## EXERCISE
What number of lines in the entries below include the string "Option"? Respond with that number alone.

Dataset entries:
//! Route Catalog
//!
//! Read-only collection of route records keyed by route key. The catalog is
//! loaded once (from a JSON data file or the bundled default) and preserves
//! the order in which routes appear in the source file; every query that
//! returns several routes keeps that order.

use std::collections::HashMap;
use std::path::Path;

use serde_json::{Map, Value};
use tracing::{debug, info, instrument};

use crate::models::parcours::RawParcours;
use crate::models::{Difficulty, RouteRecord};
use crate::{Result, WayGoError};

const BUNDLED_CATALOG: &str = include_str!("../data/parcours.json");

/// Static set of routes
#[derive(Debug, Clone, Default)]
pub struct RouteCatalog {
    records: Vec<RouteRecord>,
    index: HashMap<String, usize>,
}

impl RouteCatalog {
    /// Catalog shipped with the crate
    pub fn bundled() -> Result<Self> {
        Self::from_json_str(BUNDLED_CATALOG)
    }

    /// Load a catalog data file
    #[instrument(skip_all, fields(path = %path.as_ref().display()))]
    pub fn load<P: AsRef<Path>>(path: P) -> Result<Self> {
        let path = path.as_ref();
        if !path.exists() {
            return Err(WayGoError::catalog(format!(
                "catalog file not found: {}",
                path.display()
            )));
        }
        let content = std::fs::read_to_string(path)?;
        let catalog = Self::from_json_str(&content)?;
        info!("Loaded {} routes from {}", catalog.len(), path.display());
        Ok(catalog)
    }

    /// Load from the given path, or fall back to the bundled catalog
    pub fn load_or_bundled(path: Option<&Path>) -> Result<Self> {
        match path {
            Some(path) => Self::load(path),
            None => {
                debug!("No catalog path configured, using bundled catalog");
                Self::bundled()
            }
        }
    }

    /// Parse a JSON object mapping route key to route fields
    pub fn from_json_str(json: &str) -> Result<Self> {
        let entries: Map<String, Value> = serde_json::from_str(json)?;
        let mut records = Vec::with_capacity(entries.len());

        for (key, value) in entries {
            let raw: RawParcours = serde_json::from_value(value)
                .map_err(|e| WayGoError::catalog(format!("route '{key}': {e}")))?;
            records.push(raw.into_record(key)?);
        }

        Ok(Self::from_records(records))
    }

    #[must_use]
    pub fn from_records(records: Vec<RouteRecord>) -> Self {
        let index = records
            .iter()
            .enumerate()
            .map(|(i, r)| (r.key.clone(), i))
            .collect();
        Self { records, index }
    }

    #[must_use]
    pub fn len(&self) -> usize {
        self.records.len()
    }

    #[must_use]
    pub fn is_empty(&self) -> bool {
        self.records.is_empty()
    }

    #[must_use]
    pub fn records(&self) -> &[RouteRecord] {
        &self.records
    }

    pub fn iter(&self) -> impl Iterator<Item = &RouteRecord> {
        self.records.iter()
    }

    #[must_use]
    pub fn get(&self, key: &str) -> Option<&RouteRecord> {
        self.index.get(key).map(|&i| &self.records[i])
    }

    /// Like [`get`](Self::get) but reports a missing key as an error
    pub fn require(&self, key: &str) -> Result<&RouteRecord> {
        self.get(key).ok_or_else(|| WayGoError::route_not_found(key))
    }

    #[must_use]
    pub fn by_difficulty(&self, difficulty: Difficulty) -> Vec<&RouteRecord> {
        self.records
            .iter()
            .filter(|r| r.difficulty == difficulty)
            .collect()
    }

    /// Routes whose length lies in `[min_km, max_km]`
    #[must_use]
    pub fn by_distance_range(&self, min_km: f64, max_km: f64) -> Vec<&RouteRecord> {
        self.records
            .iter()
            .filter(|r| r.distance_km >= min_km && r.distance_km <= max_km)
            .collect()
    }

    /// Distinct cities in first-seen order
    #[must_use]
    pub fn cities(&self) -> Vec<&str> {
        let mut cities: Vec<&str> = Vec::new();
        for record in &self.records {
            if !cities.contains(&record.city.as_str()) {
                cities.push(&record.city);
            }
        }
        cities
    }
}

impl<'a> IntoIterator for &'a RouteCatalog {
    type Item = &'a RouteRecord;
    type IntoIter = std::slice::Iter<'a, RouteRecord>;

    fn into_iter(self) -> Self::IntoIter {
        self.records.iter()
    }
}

--

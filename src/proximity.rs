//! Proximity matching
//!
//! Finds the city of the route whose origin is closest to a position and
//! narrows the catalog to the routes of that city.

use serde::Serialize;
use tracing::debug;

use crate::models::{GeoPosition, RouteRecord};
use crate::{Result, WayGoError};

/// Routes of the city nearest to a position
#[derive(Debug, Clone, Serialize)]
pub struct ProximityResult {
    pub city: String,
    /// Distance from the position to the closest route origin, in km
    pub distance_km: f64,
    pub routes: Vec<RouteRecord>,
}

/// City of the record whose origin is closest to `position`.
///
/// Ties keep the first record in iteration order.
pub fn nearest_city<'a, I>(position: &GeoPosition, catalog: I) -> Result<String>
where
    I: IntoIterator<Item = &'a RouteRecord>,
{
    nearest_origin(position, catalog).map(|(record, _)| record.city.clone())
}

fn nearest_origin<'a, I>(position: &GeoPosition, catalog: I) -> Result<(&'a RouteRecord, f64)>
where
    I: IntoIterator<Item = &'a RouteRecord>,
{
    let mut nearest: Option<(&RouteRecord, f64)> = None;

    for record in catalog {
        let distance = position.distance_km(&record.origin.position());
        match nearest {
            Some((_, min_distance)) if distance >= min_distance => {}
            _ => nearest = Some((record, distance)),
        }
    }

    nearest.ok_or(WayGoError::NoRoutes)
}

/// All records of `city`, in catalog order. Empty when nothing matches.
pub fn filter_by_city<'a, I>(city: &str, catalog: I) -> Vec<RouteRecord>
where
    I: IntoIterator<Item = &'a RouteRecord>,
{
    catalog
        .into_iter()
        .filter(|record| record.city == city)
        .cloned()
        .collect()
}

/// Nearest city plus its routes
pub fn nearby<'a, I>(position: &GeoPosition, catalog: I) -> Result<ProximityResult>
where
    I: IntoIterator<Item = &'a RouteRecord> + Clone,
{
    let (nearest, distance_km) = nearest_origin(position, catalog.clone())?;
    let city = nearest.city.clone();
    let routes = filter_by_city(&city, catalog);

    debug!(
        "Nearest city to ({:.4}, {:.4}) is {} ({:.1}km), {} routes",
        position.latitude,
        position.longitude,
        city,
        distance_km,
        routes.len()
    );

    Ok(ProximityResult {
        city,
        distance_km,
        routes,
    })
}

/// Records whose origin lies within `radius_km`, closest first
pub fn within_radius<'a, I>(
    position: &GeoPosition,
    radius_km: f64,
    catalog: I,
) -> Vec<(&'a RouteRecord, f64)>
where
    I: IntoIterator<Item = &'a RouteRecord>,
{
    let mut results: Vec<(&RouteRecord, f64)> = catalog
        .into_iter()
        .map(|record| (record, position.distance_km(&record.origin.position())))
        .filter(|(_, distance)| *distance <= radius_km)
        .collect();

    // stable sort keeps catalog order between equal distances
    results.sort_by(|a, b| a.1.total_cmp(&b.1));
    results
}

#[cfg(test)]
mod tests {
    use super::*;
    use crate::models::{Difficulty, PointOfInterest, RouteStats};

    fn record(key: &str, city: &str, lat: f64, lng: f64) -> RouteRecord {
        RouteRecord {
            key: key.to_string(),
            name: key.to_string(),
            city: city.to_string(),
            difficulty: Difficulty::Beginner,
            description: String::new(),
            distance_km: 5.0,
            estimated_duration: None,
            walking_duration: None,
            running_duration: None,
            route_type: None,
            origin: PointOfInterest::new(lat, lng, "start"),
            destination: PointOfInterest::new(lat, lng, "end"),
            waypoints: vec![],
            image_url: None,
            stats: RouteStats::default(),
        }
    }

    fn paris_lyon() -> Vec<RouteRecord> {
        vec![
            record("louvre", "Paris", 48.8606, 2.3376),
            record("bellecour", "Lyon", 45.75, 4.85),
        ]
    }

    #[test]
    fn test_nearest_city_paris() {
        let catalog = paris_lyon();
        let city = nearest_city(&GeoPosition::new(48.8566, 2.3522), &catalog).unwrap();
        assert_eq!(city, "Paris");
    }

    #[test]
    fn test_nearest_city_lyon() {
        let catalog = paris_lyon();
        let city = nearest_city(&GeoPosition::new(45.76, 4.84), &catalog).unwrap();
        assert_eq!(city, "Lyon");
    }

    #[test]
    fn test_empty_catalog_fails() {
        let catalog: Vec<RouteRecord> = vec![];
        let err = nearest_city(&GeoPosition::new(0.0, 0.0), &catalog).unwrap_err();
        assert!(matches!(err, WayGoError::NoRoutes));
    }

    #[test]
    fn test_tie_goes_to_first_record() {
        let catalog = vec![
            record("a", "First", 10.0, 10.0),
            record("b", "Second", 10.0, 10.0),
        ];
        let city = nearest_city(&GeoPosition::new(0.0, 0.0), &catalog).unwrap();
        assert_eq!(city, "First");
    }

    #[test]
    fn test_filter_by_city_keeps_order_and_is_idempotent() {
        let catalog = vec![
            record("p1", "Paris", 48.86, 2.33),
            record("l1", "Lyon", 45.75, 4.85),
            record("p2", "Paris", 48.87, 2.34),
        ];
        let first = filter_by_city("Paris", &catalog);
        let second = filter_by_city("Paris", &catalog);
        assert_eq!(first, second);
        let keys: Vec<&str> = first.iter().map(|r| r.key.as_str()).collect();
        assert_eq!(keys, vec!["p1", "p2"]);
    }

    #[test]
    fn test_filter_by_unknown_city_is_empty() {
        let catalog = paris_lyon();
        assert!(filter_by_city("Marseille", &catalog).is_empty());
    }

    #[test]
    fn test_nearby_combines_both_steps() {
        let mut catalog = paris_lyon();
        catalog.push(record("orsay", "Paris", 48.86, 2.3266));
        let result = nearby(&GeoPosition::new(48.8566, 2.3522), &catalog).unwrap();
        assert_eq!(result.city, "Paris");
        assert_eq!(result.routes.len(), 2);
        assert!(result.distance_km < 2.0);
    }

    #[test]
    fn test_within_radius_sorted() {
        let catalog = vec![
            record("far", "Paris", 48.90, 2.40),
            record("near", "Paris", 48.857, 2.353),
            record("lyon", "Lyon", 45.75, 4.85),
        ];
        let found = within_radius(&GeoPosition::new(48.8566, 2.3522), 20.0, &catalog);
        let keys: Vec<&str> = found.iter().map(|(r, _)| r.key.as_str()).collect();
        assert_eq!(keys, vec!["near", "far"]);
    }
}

## SOLUTION BELOW
3